MI CASA EN UN TREN

Cuando Miguel Pedrera se independizo, se instalo en un tren. Una vivienda sostenible de unos 30 metros cuadrados construida en el interior de un antiguo vagon de mercancias. “Mis padres pensaron que estaba loco, pero yo siempre habia querido vivir en el campo, y cuando se me presento esta oportunidad cogi el tren”, bromea. Ahora vive con su pareja en una casa cercana. El vagon se quedaba pequeño para dos. “Pero si estuviera solo sí que volveria. Vivia con muy poco. Me di cuenta de la cantidad de cosas que acumulamos que en realidad no necesitamos”.

La que fue la casa de Pedrera durante más de un año esta situada en una finca al norte de Madrid, en Colmenar Viejo, cerca del club deportivo donde el trabaja como instructor de tenis.
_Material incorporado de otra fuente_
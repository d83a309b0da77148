// パス: src/descriptor.rs
// 役割: operand 形状を表す型ディスクリプタ（PrototypeDescriptor）と要素型・修飾子を定義する
// 意図: intrinsic ファミリの型構築規則を不変の値型として表し、辞書キー・圧縮検索に使えるようにする
// 関連ファイル: src/record.rs, src/resolve.rs, src/sigtable.rs
//! ディスクリプタモデル
//!
//! 各 operand は `(基本種別, ベクトル修飾子, 要素修飾子)` の三つ組で表す。
//! 実際の型（`vint32m1_t` など）への解決は `resolve` モジュールの責務であり、
//! ここでは純粋なデータ表現と構造的な等価・順序付けのみを提供する。

use serde::{Deserialize, Serialize};

/// intrinsic が対応しうる要素型の閉じた集合。
///
/// 判別値はビット位置としてそのまま永続形式（TypeRangeSet のマスク）に使う。
#[derive(Clone, Copy, Debug, PartialEq, Eq, PartialOrd, Ord, Hash, Serialize, Deserialize)]
#[repr(u8)]
pub enum BasicType {
    Int8 = 0,
    Int16 = 1,
    Int32 = 2,
    Int64 = 3,
    Float16 = 4,
    Float32 = 5,
    Float64 = 6,
    BFloat16 = 7,
}

impl BasicType {
    /// ビット位置順の全要素型。
    pub const ALL: [BasicType; 8] = [
        BasicType::Int8,
        BasicType::Int16,
        BasicType::Int32,
        BasicType::Int64,
        BasicType::Float16,
        BasicType::Float32,
        BasicType::Float64,
        BasicType::BFloat16,
    ];

    /// マスク永続形式におけるビット値。
    pub fn bit(self) -> u8 {
        1 << (self as u8)
    }

    /// SEW（要素ビット幅）。
    pub fn element_bits(self) -> u32 {
        match self {
            BasicType::Int8 => 8,
            BasicType::Int16 | BasicType::Float16 | BasicType::BFloat16 => 16,
            BasicType::Int32 | BasicType::Float32 => 32,
            BasicType::Int64 | BasicType::Float64 => 64,
        }
    }

    pub fn is_integer(self) -> bool {
        matches!(
            self,
            BasicType::Int8 | BasicType::Int16 | BasicType::Int32 | BasicType::Int64
        )
    }

    pub fn is_float(self) -> bool {
        matches!(
            self,
            BasicType::Float16 | BasicType::Float32 | BasicType::Float64
        )
    }

    pub fn is_bfloat(self) -> bool {
        self == BasicType::BFloat16
    }
}

/// operand の基本種別。
#[derive(Clone, Copy, Debug, PartialEq, Eq, PartialOrd, Ord, Hash, Serialize, Deserialize)]
pub enum BaseKind {
    Vector,
    Scalar,
    Pointer,
    Mask,
    Void,
    /// VL operand 等に使う `size_t`。
    SizeT,
    /// ストライド operand 等に使う `ptrdiff_t`。
    Ptrdiff,
}

/// ベクトル形状がインスタンスの基底 (要素型, LMUL) からどう導出されるか。
#[derive(Clone, Copy, Debug, PartialEq, Eq, PartialOrd, Ord, Hash, Serialize, Deserialize)]
pub enum VectorModifier {
    NoModifier,
    /// SEW・LMUL を 2 倍に広げる。
    Widen2,
    Widen4,
    Widen8,
    /// SEW・LMUL を半分に狭める。
    Narrow2,
    /// NF 本のサブベクトルを束ねたタプル（2..=8）。
    Tuple(u8),
    /// LMUL を固定値 log2(LMUL) に差し替える（-3..=3）。
    FixedLog2Lmul(i8),
    /// 要素幅を 2^k ビットに固定し LMUL 比を保つ（k = 3..=6、インデックス operand 用）。
    Log2Eew(u8),
}

impl VectorModifier {
    /// NF からタプル修飾子を得る。NF の妥当性（2..=8）は型解決側で検査する。
    pub fn tuple(nf: u8) -> Self {
        VectorModifier::Tuple(nf)
    }
}

/// 要素型の上書き規則。
#[derive(Clone, Copy, Debug, PartialEq, Eq, PartialOrd, Ord, Hash, Serialize, Deserialize)]
pub enum ElementModifier {
    /// インスタンスの基底要素型をそのまま使う。
    SameAsBase,
    SignedInteger,
    UnsignedInteger,
    Float,
    BFloat,
}

/// 一つの operand の型構築規則を表す不変の三つ組。
///
/// operand 0 は常に結果型。等価・順序は構造的で、圧縮テーブルの
/// 部分列検索と辞書キーの双方に用いる。
#[derive(Clone, Copy, Debug, PartialEq, Eq, PartialOrd, Ord, Hash, Serialize, Deserialize)]
pub struct PrototypeDescriptor {
    pub base: BaseKind,
    pub vector: VectorModifier,
    pub element: ElementModifier,
}

impl PrototypeDescriptor {
    pub const fn new(base: BaseKind, vector: VectorModifier, element: ElementModifier) -> Self {
        Self {
            base,
            vector,
            element,
        }
    }

    /// 無修飾のベクトル operand。
    pub const VECTOR: Self = Self::new(
        BaseKind::Vector,
        VectorModifier::NoModifier,
        ElementModifier::SameAsBase,
    );

    /// マスク operand。
    pub const MASK: Self = Self::new(
        BaseKind::Mask,
        VectorModifier::NoModifier,
        ElementModifier::SameAsBase,
    );

    /// 末尾に付く vector-length operand。
    pub const VL: Self = Self::new(
        BaseKind::SizeT,
        VectorModifier::NoModifier,
        ElementModifier::SameAsBase,
    );

    /// ポインタ operand から被参照ベクトル型の規則を導出する（maskedoff 生成用）。
    pub fn to_vector(self) -> Self {
        Self {
            base: BaseKind::Vector,
            ..self
        }
    }

    /// 永続形式（シグネチャテーブル出力）で使う整数エンコード。
    pub fn codes(self) -> (u8, u8, u8) {
        let base = match self.base {
            BaseKind::Vector => 0,
            BaseKind::Scalar => 1,
            BaseKind::Pointer => 2,
            BaseKind::Mask => 3,
            BaseKind::Void => 4,
            BaseKind::SizeT => 5,
            BaseKind::Ptrdiff => 6,
        };
        let vector = match self.vector {
            VectorModifier::NoModifier => 0,
            VectorModifier::Widen2 => 1,
            VectorModifier::Widen4 => 2,
            VectorModifier::Widen8 => 3,
            VectorModifier::Narrow2 => 4,
            VectorModifier::Tuple(nf) => 5 + (nf - 2),
            VectorModifier::FixedLog2Lmul(l) => 12 + (l + 3) as u8,
            VectorModifier::Log2Eew(k) => 19 + (k - 3),
        };
        let element = match self.element {
            ElementModifier::SameAsBase => 0,
            ElementModifier::SignedInteger => 1,
            ElementModifier::UnsignedInteger => 2,
            ElementModifier::Float => 3,
            ElementModifier::BFloat => 4,
        };
        (base, vector, element)
    }
}

/// operand 列。先頭（index 0）は結果型。
pub type Signature = Vec<PrototypeDescriptor>;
Es un vagon rojo colocado sobre unos railes. En el interior, el techo redondeado hace que la estancia recuerde a un carromato circense. A un lado, una cama de matrimonio, un pequeño sofa y una estufa de leña; al otro, la cocina y el baño. Una de las puertas correderas originales ha sido sustituida por otra de cristal que hace que la estancia sea muy luminosa y que permite disfrutar, a lo lejos, de las vistas a la sierra. El agua y la luz provienen de una vivienda situada a pocos metros.

El coche en el que vivio Pedrera fue el primero que reparo Miguel Huidobro, fundador de Wagonstill, empresa dedicada a la restauracion y venta de antiguos vagones. Diplomado en Turismo, cuando termino la carrera tenia la ilusion de construir un alojamiento rural y alguien le dio la idea de utilizar viejos trenes en el proyecto. Coloco el vagon en la finca en la que sigue aun hoy y comenzo su restauracion. Huidobro compra en subasta vagones de Renfe, de particulares o en el extranjero, los restaura en dos o tres meses y los vende por unos 40.000 euros.

“Cuando empece, pense que seria un producto de crisis, pero ahora mismo hay mucha oferta de casas modulares a precios competitivos”, explica Huidobro desde Portugal, donde espera hacerse con nuevas adquisiciones. Ha vendido 16 vagones desde 2007 destinados a proyectos tan dispares como casas para invitados, estudios de grabacion, spa o alojamientos turisticos. Son viviendas sostenibles porque, segun explica, no afectan al terreno. “Ademas, se ahorra energia al reutilizar materiales y todos los que añadimos son ecologicos”.

Tambien al norte de Madrid, en Hoyo de Manzanares, Benito Celestino tuvo la idea de restaurar viejos ferrocarriles para darles una segunda vida. En este caso, como restaurante, El Vagon de Beni. Sus dos coches tienen capacidad para 56 comensales, pero ademas Celestino construyo una cubierta bajo la que pueden comer hasta 60 personas más y que da al conjunto el aspecto de una pequeña estación de tren. “Hemos respetado la configuracion original para que sean como los autenticos coches restaurante”, cuenta con orgullo. “Somos la atraccion del pueblo”.